Yes to the first part, but both the DWT and DCT are linearly separable, so you can compare their performance by just looking at one dimension.
As for the zigzag path, it doesn't run through the 64 pixels, but rather through the 64 coefficients that come out of the DCT. That's part of the coding stage, which is a separate animal. That said, JPEG's coding scheme is way simpler, and probably way faster than JPEG 2000's, so that might also have something to do with the perf difference.
My overall impression of JPEG 2000 is that it seems like they started with "wavelets can surely be used to achieve superior image compression to JPEG", and then made whatever sacrifices were necessary, in terms of implementation complexity and computational resources, to bear out that premise. You could make similar sacrifices and beat the hell out of JPEG with a DCT-based codec too (e.g. with larger windows, overlapping transforms, better psychovisual models etc.)
I see! That makes more sense. Thank you for explaining?
A linearly-separated 2D 8×8 DFT should involve 6 butterflies per pixel, no? And I guess a 2D DWT with 8 coefficients results in 16 multiply-accumulates per pixel? Does it depend on the order of the DWT?

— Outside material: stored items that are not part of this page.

use std::net::SocketAddr;
use std::sync::Arc;
use std::time::Duration;

use layoutd::adapters::{SimPool, SimulatedPools, Simulator};
use layoutd::config::AppConfig;
use layoutd::context::AppContext;
use layoutd::core::device::{DeviceId, MDS_DEVICE_ID};
use layoutd::core::namespace::{FileId, FileKind, HandleNamespace};
use layoutd::core::orchestrator::run_events;
use layoutd::core::state::{StateHandler, StateId};
use layoutd::door::{DoorOptions, Layout, LayoutDoor, status};
use layoutd::rpc::{ClientError, NFS_ERROR, RpcClient, RpcServer};
use serde_json::{Value, json};
use tokio::sync::mpsc;

async fn start() -> (RpcClient, Arc<LayoutDoor>, Simulator) {
    let (tx, rx) = mpsc::channel(64);
    let (pools, sim) = SimulatedPools::new(vec![SimPool::new("pool-1", &["10.0.0.1:2049"], 7)], tx.clone());
    let pools = Arc::new(pools);

    let options = DoorOptions {
        reply_timeout: Duration::from_secs(2),
        ..DoorOptions::default()
    };
    let door = Arc::new(LayoutDoor::new(options, pools.clone(), pools, Arc::new(HandleNamespace)));
    tokio::spawn(run_events(door.clone(), rx));

    let config = AppConfig {
        rpc_bind: "127.0.0.1:0".parse().unwrap(),
        simulation: true,
        ..AppConfig::default()
    };
    let ctx = AppContext::with_door(config.clone(), door.clone(), tx);
    let server = Arc::new(RpcServer::bind(ctx, config.rpc_bind).await.unwrap());
    let addr: SocketAddr = server.local_addr().unwrap();
    tokio::spawn(async move { server.start().await });

    (RpcClient::new(addr), door, sim)
}

fn handle(id: &str) -> Value {
    serde_json::to_value(HandleNamespace::handle_for(&FileId(id.into()), FileKind::Regular)).unwrap()
}

#[tokio::test]
async fn layout_round_trip_over_rpc() {
    let (client, door, sim) = start().await;
    sim.set_auto_ready(false);

    let token: StateId = client.call_no_params("state.open").await.unwrap();

    // the pool reports through the same listener
    let report = {
        let client = client.clone();
        tokio::spawn(async move {
            tokio::time::sleep(Duration::from_millis(50)).await;
            client
                .call::<bool>(
                    "pool.ready",
                    Some(json!({
                        "state_id": token,
                        "pool": "pool-1",
                        "addresses": ["10.0.0.1:2049"],
                        "verifier": 7
                    })),
                )
                .await
        })
    };

    let layout: Layout = client
        .call(
            "layout.get",
            Some(json!({ "handle": handle("0000F"), "iomode": 1, "state_id": token })),
        )
        .await
        .unwrap();
    assert!(report.await.unwrap().unwrap());

    let device_id = layout.segments[0].device_id;
    let info: Value = client
        .call("device.info", Some(json!({ "device_id": device_id })))
        .await
        .unwrap();
    assert_eq!(info["multipath"][0][0], "10.0.0.1:2049");

    let ids: Vec<DeviceId> = client.call_no_params("device.list").await.unwrap();
    assert_eq!(ids, vec![device_id]);

    // the id is the 16-byte wire form on the way out
    let raw: Value = client.call_no_params("device.list").await.unwrap();
    assert_eq!(raw[0], "00000001000000000000000000000000");

    let valid: bool = client
        .call("mover.validate", Some(json!({ "state_id": token })))
        .await
        .unwrap();
    assert!(valid);

    let returned: bool = client
        .call("layout.return", Some(json!({ "state_id": token })))
        .await
        .unwrap();
    assert!(returned);
    assert!(door.ledger().is_empty());
}

#[tokio::test]
async fn bad_state_carries_nfs_status() {
    let (client, _door, _sim) = start().await;
    let foreign = StateHandler::new().create_state();

    let err = client
        .call::<Layout>(
            "layout.get",
            Some(json!({ "handle": handle("0000F"), "iomode": 2, "state_id": foreign })),
        )
        .await
        .unwrap_err();

    let ClientError::Rpc(err) = err else {
        panic!("expected an RPC error");
    };
    assert_eq!(err.code, NFS_ERROR);
    let data = err.data.unwrap();
    assert_eq!(data["status"], status::NFS4ERR_BAD_STATEID);
    assert_eq!(data["transient"], false);
}

#[tokio::test]
async fn metadata_device_uses_connection_address() {
    let (client, _door, _sim) = start().await;

    let info: Value = client
        .call("device.info", Some(json!({ "device_id": MDS_DEVICE_ID })))
        .await
        .unwrap();
    assert_eq!(info["multipath"][0][0], client.addr().to_string());

    let missing = client
        .call::<Value>("device.info", Some(json!({ "device_id": DeviceId(42) })))
        .await;
    assert!(matches!(missing, Err(ClientError::Rpc(_))));
}

#[tokio::test]
async fn admin_methods() {
    let (client, _door, _sim) = start().await;
    let token: StateId = client.call_no_params("state.open").await.unwrap();
    let _: Layout = client
        .call(
            "layout.get",
            Some(json!({ "handle": handle("0000F"), "iomode": 1, "state_id": token })),
        )
        .await
        .unwrap();

    let status: Value = client.call_no_params("daemon.status").await.unwrap();
    assert_eq!(status["active_transfers"], 1);
    assert_eq!(status["simulation"], true);

    let pools: Vec<Value> = client
        .call("pools.list", Some(json!({ "pool": "pool-1" })))
        .await
        .unwrap();
    assert_eq!(pools.len(), 1);

    let transfers: Vec<Value> = client.call_no_params("transfers.list").await.unwrap();
    assert_eq!(transfers[0]["pool"], "pool-1");
    let mover_id = transfers[0]["mover_id"].clone();

    let outcome: String = client
        .call("mover.kill", Some(json!({ "pool": "pool-1", "mover_id": mover_id })))
        .await
        .unwrap();
    assert_eq!(outcome, "transfer");

    let reset: Value = client
        .call("pool.reset_id", Some(json!({ "pool": "pool-1" })))
        .await
        .unwrap();
    assert_eq!(reset["pool"], "pool-1");

    let released: Vec<StateId> = client
        .call("state.close", Some(json!({ "state_id": token })))
        .await
        .unwrap();
    assert_eq!(released.len(), 2);
}

#[tokio::test]
async fn unknown_method() {
    let (client, _door, _sim) = start().await;
    let err = client.call_no_params::<Value>("layout.commit").await.unwrap_err();
    assert!(matches!(err, ClientError::Rpc(e) if e.code == -32601));
}

#[tokio::test]
async fn finished_report_must_name_the_current_mover() {
    let (client, door, sim) = start().await;
    let token: StateId = client.call_no_params("state.open").await.unwrap();
    let _: Layout = client
        .call(
            "layout.get",
            Some(json!({ "handle": handle("0000F"), "iomode": 1, "state_id": token })),
        )
        .await
        .unwrap();
    let mover_id = sim.started()[0].mover_id;

    let stale: bool = client
        .call(
            "transfer.finished",
            Some(json!({ "state_id": token, "pool": "pool-1", "mover_id": mover_id + 100, "return_code": 0 })),
        )
        .await
        .unwrap();
    assert!(stale);
    tokio::time::sleep(Duration::from_millis(50)).await;
    assert_eq!(door.ledger().len(), 1);

    let _: bool = client
        .call(
            "transfer.finished",
            Some(json!({ "state_id": token, "pool": "pool-1", "mover_id": mover_id, "return_code": 0 })),
        )
        .await
        .unwrap();
    let drained = tokio::time::timeout(Duration::from_secs(2), async {
        while !door.ledger().is_empty() {
            tokio::time::sleep(Duration::from_millis(5)).await;
        }
    })
    .await;
    assert!(drained.is_ok(), "finished report not applied");
}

Apparently this technique calculates the exact pixel values from box filtering the "infinite" resolution polygons. I wonder if the same technique can be applied for circular or elliptical arcs.
What are the most common rasterizer algorithms currently in use by vectorgraphics software? I mean pdf readers, postscript renderers, font renderers, etc...
My experience is the opposite: Python code generally looks like executable pseudocode, the opposite extreme from assembly code. If you're finding this wavelet code unreadable, like I do, most likely it's because you don't understand the math it's implementing, like I don't.
This is the kind of massively parallelizable problem you want to put on the GPU. Python is mostly a good choice for a readable-code demonstration version.